I think the "reclaiming" of certain words can be very powerful, for example I am very happy to use the word bitch when referring to myself, because I am happy to embrace the negative connotations and turn them on their heads. but this is a bit post-feminist and subtle for the majority of toddlers I think.
If a fourteen year old girl chose to refer to herself as a paki then I wouldn't see a problem with it. that would be her choice. but with a toddler we have a responsibility to emphasise what is generally acceptable and what owuld hurt someone's feelings, because that is more appropriate to their developmental stage.

littleducks · 25/10/2008 09:33

sweeney have you read the thread?

OP posts:
sweeneytodd · 25/10/2008 09:49

yes i have

educate me then why is the term "paki" is deemed acceptable in your circumstances

SpandexIsMyEnemy · 25/10/2008 09:54

in the circs it might be more of an idea not to hide it but suggest that the terms are only used in the home/family environment.

I personally wouldn't and don't allow my 2 year old DS to hear or use the term.
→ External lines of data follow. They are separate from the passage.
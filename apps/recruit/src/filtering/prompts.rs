// Prompt template and builder for candidate classification.

use crate::models::candidate::Candidate;

/// Classification prompt template.
/// Replace `{criteria}`, `{name}`, `{title}`, `{text}` and `{highlights}` before sending.
pub const FILTER_PROMPT_TEMPLATE: &str = r#"You are a recruiting filter. Given a candidate's LinkedIn profile data and search criteria, determine if this person is a genuine match.

Search criteria:
{criteria}

Candidate profile:
- Name: {name}
- Current title: {title}
- Profile text: {text}
- Highlights: {highlights}

Respond with ONLY this JSON (no markdown, no explanation):
{"match": true, "confidence": 0.95, "reason": "one sentence", "current_company": "extracted company name or null", "current_role": "extracted role or null", "graduation_year": "extracted year or null"}"#;

const UNKNOWN_TITLE: &str = "(unknown)";
const NO_PROFILE_TEXT: &str = "(no profile text available)";
const NO_HIGHLIGHTS: &str = "(none)";

/// Builds the exact prompt sent to the model for one candidate.
/// Profile text is cut to `max_profile_chars` characters.
pub fn build_prompt(candidate: &Candidate, criteria: &str, max_profile_chars: usize) -> String {
    let title = candidate
        .title
        .as_deref()
        .filter(|t| !t.is_empty())
        .unwrap_or(UNKNOWN_TITLE);

    let text = candidate
        .text
        .as_deref()
        .filter(|t| !t.is_empty())
        .map(|t| truncate_chars(t, max_profile_chars))
        .unwrap_or(NO_PROFILE_TEXT);

    let highlights = if candidate.highlights.is_empty() {
        NO_HIGHLIGHTS.to_string()
    } else {
        candidate.joined_highlights()
    };

    fill_placeholders(
        FILTER_PROMPT_TEMPLATE,
        &[
            ("criteria", criteria),
            ("name", &candidate.name),
            ("title", title),
            ("text", text),
            ("highlights", &highlights),
        ],
    )
}

/// Single left-to-right pass over `template`: each `{key}` is replaced once and
/// substituted values are never scanned again. Other braces pass through.
fn fill_placeholders(template: &str, values: &[(&str, &str)]) -> String {
    let mut out = String::with_capacity(template.len());
    let mut rest = template;

    while let Some(start) = rest.find('{') {
        out.push_str(&rest[..start]);
        let tail = &rest[start + 1..];
        let hit = values.iter().find_map(|(key, value)| {
            tail.strip_prefix(key)?
                .strip_prefix('}')
                .map(|after| (*value, after))
        });
        match hit {
            Some((value, after)) => {
                out.push_str(value);
                rest = after;
            }
            None => {
                out.push('{');
                rest = tail;
            }
        }
    }

    out.push_str(rest);
    out
}

fn truncate_chars(text: &str, max_chars: usize) -> &str {
    match text.char_indices().nth(max_chars) {
        Some((idx, _)) => &text[..idx],
        None => text,
    }
}

#[cfg(test)]
mod tests {
    use super::*;

    fn candidate() -> Candidate {
        Candidate::new("Grace Hopper", "https://linkedin.com/in/grace")
            .with_title("Rear Admiral | US Navy")
            .with_highlights(vec![
                "Invented the compiler".to_string(),
                "COBOL".to_string(),
            ])
            .with_text("Computer scientist and naval officer.")
    }

    #[test]
    fn test_prompt_contains_all_fields() {
        let prompt = build_prompt(&candidate(), "- Target roles: Engineer", 2000);
        assert!(prompt.contains("Search criteria:\n- Target roles: Engineer\n"));
        assert!(prompt.contains("- Name: Grace Hopper"));
        assert!(prompt.contains("- Current title: Rear Admiral | US Navy"));
        assert!(prompt.contains("- Profile text: Computer scientist and naval officer."));
        assert!(prompt.contains("- Highlights: Invented the compiler | COBOL"));
        assert!(prompt.contains(r#"{"match": true, "confidence": 0.95"#));
    }

    #[test]
    fn test_placeholders_for_missing_fields() {
        let bare = Candidate::new("Anon", "u");
        let prompt = build_prompt(&bare, "criteria", 2000);
        assert!(prompt.contains("- Current title: (unknown)"));
        assert!(prompt.contains("- Profile text: (no profile text available)"));
        assert!(prompt.contains("- Highlights: (none)"));
    }

    #[test]
    fn test_profile_text_truncated_by_characters() {
        let long = Candidate::new("A", "u").with_text("é".repeat(50));
        let prompt = build_prompt(&long, "c", 10);
        let expected = format!("- Profile text: {}\n", "é".repeat(10));
        assert!(prompt.contains(&expected));
        assert!(!prompt.contains(&"é".repeat(11)));
    }

    #[test]
    fn test_prompt_is_deterministic() {
        let a = build_prompt(&candidate(), "c", 2000);
        let b = build_prompt(&candidate(), "c", 2000);
        assert_eq!(a, b);
    }

    #[test]
    fn test_criteria_with_placeholder_text_is_left_alone() {
        let prompt = build_prompt(&candidate(), "mention {name} literally", 2000);
        assert!(prompt.contains("mention {name} literally"));
    }

    #[test]
    fn test_placeholder_text_inside_candidate_data_is_kept_verbatim() {
        let tricky = Candidate::new("Robert {title}", "u")
            .with_title("Engineer")
            .with_text("Writes about {highlights} and {criteria} syntax")
            .with_highlights(vec!["Shipped".to_string()]);
        let prompt = build_prompt(&tricky, "Senior engineers", 2000);

        assert!(prompt.contains("- Name: Robert {title}\n"));
        assert!(prompt.contains("- Current title: Engineer\n"));
        assert!(prompt.contains("- Profile text: Writes about {highlights} and {criteria} syntax\n"));
        assert!(prompt.contains("- Highlights: Shipped\n"));
        assert!(prompt.contains("Search criteria:\nSenior engineers\n"));
    }

    #[test]
    fn test_fill_placeholders_leaves_unknown_braces() {
        assert_eq!(
            fill_placeholders(r#"{"a": 1} {x} {y"#, &[("x", "{y}")]),
            r#"{"a": 1} {y} {y"#
        );
    }

    #[test]
    fn test_no_unfilled_placeholders_remain() {
        let prompt = build_prompt(&candidate(), "c", 2000);
        for placeholder in ["{criteria}", "{name}", "{title}", "{text}", "{highlights}"] {
            assert!(!prompt.contains(placeholder), "{placeholder} left in prompt");
        }
    }
}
XH is told off as are family members who use terms like that to talk about members of society.

each to his own and all, but they maybe a similar family who your DD unwittingly says 'little paki' to yet they might find it offensive.

cuntdracula · 25/10/2008 09:55

my 3 year old asks for a "paki of crisps"!!! I think it is impossible to limit the use of words once a 2 year old hears them - my tot is currently using "oh my god" and "silly sod" both of which he has picked up from family luckily he can't pronounce his sh's or else i'm sure he'd be saying shit too

littleducks · 25/10/2008 09:57

i have already explained about the origins and meaning.

I'm happy to agree to disagree with you but felt your anger was misplaced and I just wondered how it could be 'totally unacceptable' for dh/mil/bil/sil to refer to each other as pakis?

I have said i will try to avoid dd hearing it as I agree it is too complex for her but if she later decides to use it, who am i to seperate her from her peers?

OP posts:
sweeneytodd · 25/10/2008 10:15

I do apologise for my anger and for the origins and meaning issues within ther own circle is fine

but

how would you distinguish between the two meanings to your child within this society who the majority find the word offensive and would not use it

It would be clearly confusing for a child whether a pre teen, older or younger iyswim

findtheriver · 25/10/2008 10:20

I think it's rather sad that the emphasis seems to be so much on the differences between ethnic origins rather than on the common qualities shared by all PEOPLE.

At the age of two, my kids mixed with children of various ethnic origins, and guess what? - I don't think they even thought about it! Why would they? My DH isn't British, but it's not something he (or I) obsess about.